Dawsey resides on Guernsey, one of the Channel Islands, where he is part of “The Guernsey Literary and Potato Peel Pie Society.” A prologue in the film reveals that the society was formed five years earlier during the German occupation when Dawsey and his friends make up the unusually-named book-reading group on the spot when stopped by the Nazis after breaking curfew. They’ve met every Friday night since and become firm friends.

After exchanging some letters with Dawsey, Juliet becomes fascinated by the Guernsey society and decides to travel to the island to meet with them – just to complicate things a bit more, her wealthy American boyfriend Mark Reynolds (Glenn Powell) proposes to her just as she’s getting on the ferry (sneaky move).

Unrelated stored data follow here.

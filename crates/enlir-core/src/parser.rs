//! CSV parser for exported Enlir worksheets

use crate::error::{Error, Result};
use crate::sheet::{Column, Sheet, SheetKind, SheetRow};
use std::fs::File;
use std::io::{BufReader, Read};
use std::path::{Path, PathBuf};

/// Parse a CSV export of a worksheet into a Sheet
pub fn parse_sheet<P: AsRef<Path>>(path: P, kind: SheetKind) -> Result<Sheet> {
    let path = path.as_ref();
    let file = File::open(path).map_err(|e| Error::FileRead {
        path: path.to_path_buf(),
        source: e,
    })?;

    read_sheet(BufReader::new(file), kind, path.to_path_buf())
}

/// Parse CSV from a string (useful for testing)
pub fn parse_sheet_str(content: &str, kind: SheetKind) -> Result<Sheet> {
    read_sheet(content.as_bytes(), kind, PathBuf::from(kind.title()))
}

fn read_sheet<R: Read>(reader: R, kind: SheetKind, path: PathBuf) -> Result<Sheet> {
    let mut csv_reader = csv::ReaderBuilder::new()
        .has_headers(true)
        .flexible(true) // Worksheet exports have ragged trailing cells
        .from_reader(reader);

    // Parse headers into columns
    let headers = csv_reader.headers().map_err(|e| Error::Csv {
        path: path.clone(),
        source: e,
    })?;

    let columns: Vec<Column> = headers
        .iter()
        .enumerate()
        .map(|(i, name)| Column::new(name.trim().to_string(), i))
        .collect();

    if columns.is_empty() {
        return Err(Error::SheetParse {
            path,
            message: "no columns found in CSV".to_string(),
        });
    }

    let mut rows = Vec::new();
    let mut skipped = 0usize;
    for (row_idx, result) in csv_reader.records().enumerate() {
        let record = result.map_err(|e| Error::Csv {
            path: path.clone(),
            source: e,
        })?;

        let mut cells: Vec<String> = record.iter().map(str::to_string).collect();

        // Pad with empty cells if row is shorter than header
        if cells.len() < columns.len() {
            cells.resize(columns.len(), String::new());
        }

        if cells.len() > columns.len() {
            tracing::warn!(
                row = row_idx + 1,
                path = %path.display(),
                "row has more cells than columns, truncating"
            );
            cells.truncate(columns.len());
        }

        let row = SheetRow::new(cells);
        if row.is_blank() {
            skipped += 1;
            continue;
        }
        rows.push(row);
    }

    tracing::debug!(
        sheet = %kind,
        rows = rows.len(),
        skipped,
        "parsed worksheet"
    );

    Ok(Sheet {
        kind,
        columns,
        rows,
        source_path: path,
    })
}

#[cfg(test)]
mod tests {
    use super::*;

    #[test]
    fn test_parse_simple_sheet() {
        let csv = "Event,Realm,Type\nFat Chocobo,V,Challenge\nMog's Party,Core,Festival\n";
        let sheet = parse_sheet_str(csv, SheetKind::Events).unwrap();

        assert_eq!(sheet.columns.len(), 3);
        assert_eq!(sheet.columns[0].name, "Event");
        assert_eq!(sheet.columns[2].name, "Type");
        assert_eq!(sheet.row_count(), 2);
        assert_eq!(sheet.kind, SheetKind::Events);
    }

    #[test]
    fn test_parse_pads_short_rows() {
        let csv = "Event,Realm,Type\nFat Chocobo\n";
        let sheet = parse_sheet_str(csv, SheetKind::Events).unwrap();

        assert_eq!(sheet.rows[0].cells.len(), 3);
        let row = sheet.records().next().unwrap();
        assert_eq!(row.get("Type"), "");
    }

    #[test]
    fn test_parse_truncates_long_rows() {
        let csv = "Event,Realm\nFat Chocobo,V,extra\n";
        let sheet = parse_sheet_str(csv, SheetKind::Events).unwrap();

        assert_eq!(sheet.rows[0].cells, vec!["Fat Chocobo", "V"]);
    }

    #[test]
    fn test_parse_skips_blank_rows() {
        let csv = "Event,Realm\n,\nFat Chocobo,V\n , \n";
        let sheet = parse_sheet_str(csv, SheetKind::Events).unwrap();

        assert_eq!(sheet.row_count(), 1);
    }

    #[test]
    fn test_parse_keeps_quoted_commas() {
        let csv = "Name,Element\nFlare Star,\"Fire, Wind\"\n";
        let sheet = parse_sheet_str(csv, SheetKind::Abilities).unwrap();

        let row = sheet.records().next().unwrap();
        assert_eq!(row.get("Element"), "Fire, Wind");
    }
}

Shortly after arriving, Juliet meets the members of the society where she is treated as a great celebrity by the members: Amelia Maugery (Penelope Wilton), Isola Pribbey (Katherine Parkinson), Eben Ramsey (Tom Courtenay), and Eben’s young grandson, Eli (Kit Connor), as well as Dawsey Adams. The members tell Juliet that Elizabeth (Jessica Brown Findlay), who founded the group that fateful night in 1941, is overseas.

The rest of the film plays out gradually as Juliet uncovers more and more of the society’s story, particularly the circumstances around the mysterious absence of Elizabeth, with whom Dawsey (apparently) has a little girl called Kit. As you might expect, there’s more to Guernsey society than meets the eye, and Juliet soon finds herself fully invested in all of them, especially Dawsey, with whom she quickly falls in love.

The things I liked

First up, the cast is great. Lily James’ star continues to rise, and she’s well-worth her leading role credit here, playing an intelligent, compassionate young woman who you can’t help rooting for throughout. Wilton is fantastic as the troubled Amelia, doing her best to steal every scene she’s in with her intensity and brokenness; Courtenay balances her nicely as the warm, pleasant Eden, and I was thrilled to see Parkinson put in a subtle performance as the damaged and lonely Isola (I’m a huge IT Crowd fan and it was great to see Parkinson stretch her acting muscles some more here).

Mike Newell’s direction is understated but effective. His wide, establishing shots of beautiful Guernsey made me want to hop on the next boat there, and his subtle use of tone and light works nicely in the back of your perception of the narrative – of course, it’s a historical drama so there was never going to be anything overly flashy about it. I felt the pace of the film carries you along gently as you follow Juliet’s story.

The things that could have been better

Michiel Huisman’s performance is understated as the reserved Dawsey, but I think he holds back a little too much. While there is definite chemistry between him and Juliet, I didn’t quite believe that she would fall for him in such a short time, even ditching her fiancé in the process (the poor lad didn’t deserve it).

While the film is never boring, it sometimes lacks a little bit of humour or zest in the writing. There was scope there somewhere to have a comic relief character to lighten things up a bit (within reason, of course, in a film with such sensitive subject material) and some of the characters deserved more development. I would have liked to have seen a bit more closure around Elizabeth, and the final act felt slightly rushed and formulaic. These are very minor gripes, though.

The bottom line

Guernsey is a pleasant viewing experience. It deals with the tough historical subject matter in a way that can be absorbed easily – this is a film that successfully balances a narrative featuring menacing Nazi occupation with picturesque island farm life, all carried by a strong lead in Lily James.

Even if you don’t normally go for films in this genre, give this one a go. It’s worth the watch, and you’ll certainly pick up a bit more wartime history knowledge along the way, as I did!